In molti vogliono prevenire l'introduzione della norma che cancellerà la possibilità di andare in quiescenza anche a 45 anni. Dall'inizio dell'anno sono andati via oltre 270 impiegati, circa il 40% sul totale dei pensionati

PALERMO. Per bloccare le "baby pensioni", con dipendenti della Regione siciliana che vanno in quiescenza anche a 45 anni, il governo di Raffaele Lombardo ha inserito nel disegno di legge per l'esercizio provvisorio (il bilancio non sarà chiuso entro fine anno) una norma che cancella la possibilità ai regionali, unico caso in Italia, di andare in pensione anticipata per assistere un familiare infermo con i benefici della legge 104.

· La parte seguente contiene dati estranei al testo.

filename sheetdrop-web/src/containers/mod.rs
pub(crate) mod header;
pub(crate) mod layout;
mod error;
mod import;
mod login;
mod register;
mod users;

pub use error::ErrorPage;
pub use import::ImportPage;
pub use login::LoginPage;
pub use register::RegisterPage;
pub use users::UsersPage;
use crate::{
    components::loading::Loading,
    containers::layout::Layout,
    models::app_state::AppState,
    pages::{ErrorPage, ImportPage, LoginPage, RegisterPage, UsersPage},
};
use shared::models::UserRole;
use strum::EnumIter;
use yew::prelude::*;
use yew_router::prelude::*;
use yewdux::prelude::use_selector;

/// The main routes.
#[derive(Debug, Clone, PartialEq, Eq, Routable, EnumIter)]
pub enum MainRoute {
    #[at("/")]
    Home,
    #[at("/login")]
    Login,
    #[at("/register")]
    Register,
    #[at("/users")]
    Users,
    #[not_found]
    #[at("/404")]
    NotFound,
}

/// What the guard does with a protected view for a given session state.
#[derive(Debug, Clone, Copy, PartialEq, Eq)]
pub enum GuardDecision {
    /// Boot check still running: render a neutral placeholder, decide later.
    Wait,
    /// Nobody is signed in.
    RedirectLogin,
    /// Signed in but missing the required role: back to the default view,
    /// not to login.
    RedirectHome,
    Allow,
}

/// Pure gating rule; the [`RouteGuard`] component just applies it.
#[must_use]
pub fn guard_decision(
    loading: bool,
    role: Option<UserRole>,
    required_role: Option<UserRole>,
) -> GuardDecision {
    if loading {
        return GuardDecision::Wait;
    }
    let Some(role) = role else {
        return GuardDecision::RedirectLogin;
    };
    match required_role {
        Some(required) if role != required => GuardDecision::RedirectHome,
        _ => GuardDecision::Allow,
    }
}

#[derive(Properties, PartialEq)]
pub struct RouteGuardProps {
    pub children: Html,
    #[prop_or_default]
    pub required_role: Option<UserRole>,
}

/// Gates rendering of protected views on session state. Holds no state of
/// its own.
#[function_component(RouteGuard)]
pub fn route_guard(props: &RouteGuardProps) -> Html {
    let state = use_selector(|state: &AppState| (state.loading, state.user.clone()));
    let (loading, user) = (*state).clone();

    match guard_decision(loading, user.map(|user| user.role), props.required_role) {
        GuardDecision::Wait => html! { <Loading /> },
        GuardDecision::RedirectLogin => html! { <Redirect<MainRoute> to={MainRoute::Login} /> },
        GuardDecision::RedirectHome => html! { <Redirect<MainRoute> to={MainRoute::Home} /> },
        GuardDecision::Allow => props.children.clone(),
    }
}

#[derive(Properties, PartialEq)]
pub struct MainRouteViewProps {
    pub route: MainRoute,
    pub on_logout: Callback<()>,
}

#[function_component(MainRouteView)]
fn main_route_view(props: &MainRouteViewProps) -> Html {
    let state = use_selector(|state: &AppState| (state.loading, state.user.is_some()));
    let (loading, is_authenticated) = *state;
    let on_logout = props.on_logout.clone();

    if loading {
        return html! { <Loading /> };
    }

    match props.route.clone() {
        MainRoute::Login => {
            if is_authenticated {
                html! { <Redirect<MainRoute> to={MainRoute::Home} /> }
            } else {
                html! { <LoginPage /> }
            }
        }
        MainRoute::Register => {
            if is_authenticated {
                html! { <Redirect<MainRoute> to={MainRoute::Home} /> }
            } else {
                html! { <RegisterPage /> }
            }
        }
        MainRoute::Home => html! {
            <RouteGuard>
                <Layout current_route={MainRoute::Home} on_logout={Some(on_logout)}>
                    <ImportPage />
                </Layout>
            </RouteGuard>
        },
        MainRoute::Users => html! {
            <RouteGuard required_role={UserRole::Admin}>
                <Layout current_route={MainRoute::Users} on_logout={Some(on_logout)}>
                    <UsersPage />
                </Layout>
            </RouteGuard>
        },
        MainRoute::NotFound => html! {
            <RouteGuard>
                <Layout current_route={MainRoute::NotFound} on_logout={Some(on_logout)}>
                    <ErrorPage />
                </Layout>
            </RouteGuard>
        },
    }
}

/// Switch function for the main routes.
pub fn switch_with_logout(route: MainRoute, on_logout: Callback<()>) -> Html {
    html! { <MainRouteView {route} {on_logout} /> }
}

#[cfg(test)]
mod tests {
    use super::*;

    #[test]
    fn test_guard_waits_while_loading() {
        // No redirect decision before the boot check resolves, even with a
        // role requirement in play.
        assert_eq!(guard_decision(true, None, None), GuardDecision::Wait);
        assert_eq!(
            guard_decision(true, Some(UserRole::User), Some(UserRole::Admin)),
            GuardDecision::Wait
        );
    }

    #[test]
    fn test_guard_sends_anonymous_to_login() {
        assert_eq!(guard_decision(false, None, None), GuardDecision::RedirectLogin);
        assert_eq!(
            guard_decision(false, None, Some(UserRole::Admin)),
            GuardDecision::RedirectLogin
        );
    }

    #[test]
    fn test_guard_sends_underprivileged_home_not_to_login() {
        assert_eq!(
            guard_decision(false, Some(UserRole::User), Some(UserRole::Admin)),
            GuardDecision::RedirectHome
        );
    }

    #[test]
    fn test_guard_allows_matching_or_absent_requirement() {
        assert_eq!(
            guard_decision(false, Some(UserRole::Admin), Some(UserRole::Admin)),
            GuardDecision::Allow
        );
        assert_eq!(
            guard_decision(false, Some(UserRole::User), None),
            GuardDecision::Allow
        );
    }

    #[test]
    fn test_route_paths() {
        assert_eq!(MainRoute::Home.to_path(), "/");
        assert_eq!(MainRoute::Login.to_path(), "/login");
        assert_eq!(MainRoute::Register.to_path(), "/register");
        assert_eq!(MainRoute::Users.to_path(), "/users");
        assert_eq!(MainRoute::NotFound.to_path(), "/404");
    }

    #[test]
    fn test_route_equality() {
        assert_eq!(MainRoute::Home, MainRoute::Home);
        assert_ne!(MainRoute::Home, MainRoute::Users);
    }
}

La norma, che potrebbe essere approvata domani dalla commissione Bilancio dell'Assemblea regionale per poi arrivare in aula tra Natale e Capodanno, ha fatto scattare una corsa contro il tempo, così ogni giorno negli uffici competenti arrivano richieste di prepensionamento. Dall'inizio dell'anno a oggi i baby pensionati autorizzati in Sicilia sono stati oltre 270, circa il 40% sul totale dei pensionati.